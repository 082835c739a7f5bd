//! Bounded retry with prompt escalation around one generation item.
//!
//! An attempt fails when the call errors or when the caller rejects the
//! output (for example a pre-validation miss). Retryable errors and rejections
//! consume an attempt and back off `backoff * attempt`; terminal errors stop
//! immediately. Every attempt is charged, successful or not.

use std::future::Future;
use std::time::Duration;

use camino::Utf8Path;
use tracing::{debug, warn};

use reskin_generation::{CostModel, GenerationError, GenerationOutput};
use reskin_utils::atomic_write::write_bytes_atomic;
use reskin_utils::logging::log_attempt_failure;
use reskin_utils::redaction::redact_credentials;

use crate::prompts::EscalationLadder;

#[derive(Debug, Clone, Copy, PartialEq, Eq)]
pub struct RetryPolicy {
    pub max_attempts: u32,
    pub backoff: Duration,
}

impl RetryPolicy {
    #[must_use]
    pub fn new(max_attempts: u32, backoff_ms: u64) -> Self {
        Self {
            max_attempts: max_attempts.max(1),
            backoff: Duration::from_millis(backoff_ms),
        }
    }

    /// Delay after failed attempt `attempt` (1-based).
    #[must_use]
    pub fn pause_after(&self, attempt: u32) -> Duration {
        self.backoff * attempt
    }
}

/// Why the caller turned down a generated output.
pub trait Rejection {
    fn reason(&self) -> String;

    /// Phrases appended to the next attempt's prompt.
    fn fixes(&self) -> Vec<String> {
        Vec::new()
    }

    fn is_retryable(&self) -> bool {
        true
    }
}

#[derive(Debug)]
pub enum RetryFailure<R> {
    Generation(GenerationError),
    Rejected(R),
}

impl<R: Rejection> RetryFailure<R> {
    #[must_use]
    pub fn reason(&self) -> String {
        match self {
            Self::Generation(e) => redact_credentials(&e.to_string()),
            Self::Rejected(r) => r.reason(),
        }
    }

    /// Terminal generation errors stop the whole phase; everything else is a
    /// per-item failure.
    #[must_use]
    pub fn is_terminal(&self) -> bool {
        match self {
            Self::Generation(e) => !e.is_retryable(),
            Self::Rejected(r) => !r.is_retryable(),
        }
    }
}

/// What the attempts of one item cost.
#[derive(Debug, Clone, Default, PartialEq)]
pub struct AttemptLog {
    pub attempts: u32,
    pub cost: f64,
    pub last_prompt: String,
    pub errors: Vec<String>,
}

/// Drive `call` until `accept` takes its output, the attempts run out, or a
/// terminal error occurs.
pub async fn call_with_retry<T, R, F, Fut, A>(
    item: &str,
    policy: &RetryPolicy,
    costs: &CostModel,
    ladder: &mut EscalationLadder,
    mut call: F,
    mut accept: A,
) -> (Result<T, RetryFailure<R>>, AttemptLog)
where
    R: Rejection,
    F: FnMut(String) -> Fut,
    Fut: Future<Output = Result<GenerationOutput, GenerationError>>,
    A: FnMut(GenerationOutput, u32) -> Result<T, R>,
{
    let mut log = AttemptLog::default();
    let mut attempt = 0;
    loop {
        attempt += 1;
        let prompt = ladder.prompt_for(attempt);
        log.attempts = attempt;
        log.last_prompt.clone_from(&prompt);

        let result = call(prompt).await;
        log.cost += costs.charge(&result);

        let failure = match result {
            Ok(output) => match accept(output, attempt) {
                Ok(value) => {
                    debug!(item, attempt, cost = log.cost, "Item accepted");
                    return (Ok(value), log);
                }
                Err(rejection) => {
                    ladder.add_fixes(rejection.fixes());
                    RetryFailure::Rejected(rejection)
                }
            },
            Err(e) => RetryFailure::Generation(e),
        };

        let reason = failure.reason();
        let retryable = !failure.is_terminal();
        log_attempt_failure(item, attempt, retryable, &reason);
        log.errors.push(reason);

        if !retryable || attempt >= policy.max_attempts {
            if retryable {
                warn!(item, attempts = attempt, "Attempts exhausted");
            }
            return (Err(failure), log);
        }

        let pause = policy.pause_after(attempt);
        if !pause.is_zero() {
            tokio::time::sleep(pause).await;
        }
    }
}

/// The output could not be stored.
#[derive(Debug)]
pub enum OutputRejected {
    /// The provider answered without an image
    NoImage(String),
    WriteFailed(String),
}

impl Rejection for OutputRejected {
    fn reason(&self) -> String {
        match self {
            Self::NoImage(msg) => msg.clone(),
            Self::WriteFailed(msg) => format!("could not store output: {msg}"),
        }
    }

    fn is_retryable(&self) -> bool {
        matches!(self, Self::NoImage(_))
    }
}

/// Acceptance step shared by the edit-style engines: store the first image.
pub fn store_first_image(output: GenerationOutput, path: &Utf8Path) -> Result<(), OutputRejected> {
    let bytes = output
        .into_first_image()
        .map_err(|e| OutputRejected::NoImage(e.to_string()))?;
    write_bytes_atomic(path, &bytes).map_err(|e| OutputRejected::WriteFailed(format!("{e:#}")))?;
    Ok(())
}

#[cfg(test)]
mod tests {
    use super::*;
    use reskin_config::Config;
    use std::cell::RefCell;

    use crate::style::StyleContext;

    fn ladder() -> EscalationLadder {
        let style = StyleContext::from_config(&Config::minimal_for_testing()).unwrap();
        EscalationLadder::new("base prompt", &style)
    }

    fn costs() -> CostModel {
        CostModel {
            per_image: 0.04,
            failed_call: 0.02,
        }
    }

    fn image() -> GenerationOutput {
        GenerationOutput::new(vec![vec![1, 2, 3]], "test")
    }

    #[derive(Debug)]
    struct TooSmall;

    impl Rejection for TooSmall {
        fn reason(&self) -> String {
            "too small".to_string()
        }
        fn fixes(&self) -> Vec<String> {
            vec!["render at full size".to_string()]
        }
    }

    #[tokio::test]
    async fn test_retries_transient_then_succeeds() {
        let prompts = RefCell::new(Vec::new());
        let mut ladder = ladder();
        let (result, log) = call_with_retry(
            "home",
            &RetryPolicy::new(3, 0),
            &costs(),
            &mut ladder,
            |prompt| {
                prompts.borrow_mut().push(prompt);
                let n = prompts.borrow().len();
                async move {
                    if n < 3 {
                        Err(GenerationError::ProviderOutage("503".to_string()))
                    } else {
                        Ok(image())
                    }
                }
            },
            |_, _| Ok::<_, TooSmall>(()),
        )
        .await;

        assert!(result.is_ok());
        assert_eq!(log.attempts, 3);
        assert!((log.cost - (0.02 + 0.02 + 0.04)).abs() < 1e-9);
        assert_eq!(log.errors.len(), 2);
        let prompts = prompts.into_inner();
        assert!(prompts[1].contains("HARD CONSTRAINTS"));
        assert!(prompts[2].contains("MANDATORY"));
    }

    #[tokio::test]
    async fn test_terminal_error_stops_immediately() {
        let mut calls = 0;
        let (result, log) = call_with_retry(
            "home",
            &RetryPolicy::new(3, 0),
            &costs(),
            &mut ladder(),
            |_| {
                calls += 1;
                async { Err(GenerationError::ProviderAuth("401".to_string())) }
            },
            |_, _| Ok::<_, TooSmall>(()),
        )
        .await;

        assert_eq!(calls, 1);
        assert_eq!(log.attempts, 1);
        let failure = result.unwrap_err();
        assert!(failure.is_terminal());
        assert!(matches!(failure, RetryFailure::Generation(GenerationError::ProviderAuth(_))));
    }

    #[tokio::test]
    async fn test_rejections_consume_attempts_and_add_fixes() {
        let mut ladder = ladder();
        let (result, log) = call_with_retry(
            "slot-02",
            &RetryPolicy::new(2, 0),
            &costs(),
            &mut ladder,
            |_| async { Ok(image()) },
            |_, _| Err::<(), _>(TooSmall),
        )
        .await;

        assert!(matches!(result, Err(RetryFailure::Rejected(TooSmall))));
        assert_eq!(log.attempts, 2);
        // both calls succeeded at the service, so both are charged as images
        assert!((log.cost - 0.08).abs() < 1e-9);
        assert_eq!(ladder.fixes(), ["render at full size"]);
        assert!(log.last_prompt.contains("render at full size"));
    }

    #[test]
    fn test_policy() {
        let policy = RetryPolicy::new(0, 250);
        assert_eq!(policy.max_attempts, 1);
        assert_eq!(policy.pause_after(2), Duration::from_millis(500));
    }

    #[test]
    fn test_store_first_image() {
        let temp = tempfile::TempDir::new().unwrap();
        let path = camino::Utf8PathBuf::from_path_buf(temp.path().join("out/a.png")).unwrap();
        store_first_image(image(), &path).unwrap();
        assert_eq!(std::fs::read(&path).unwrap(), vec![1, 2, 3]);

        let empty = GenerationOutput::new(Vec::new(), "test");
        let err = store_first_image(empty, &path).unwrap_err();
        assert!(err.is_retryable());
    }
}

────────

# What the exercise asks
In the records above, find the lines holding "Config". Copy each one.

# Task result
    use reskin_config::Config;
        let style = StyleContext::from_config(&Config::minimal_for_testing()).unwrap();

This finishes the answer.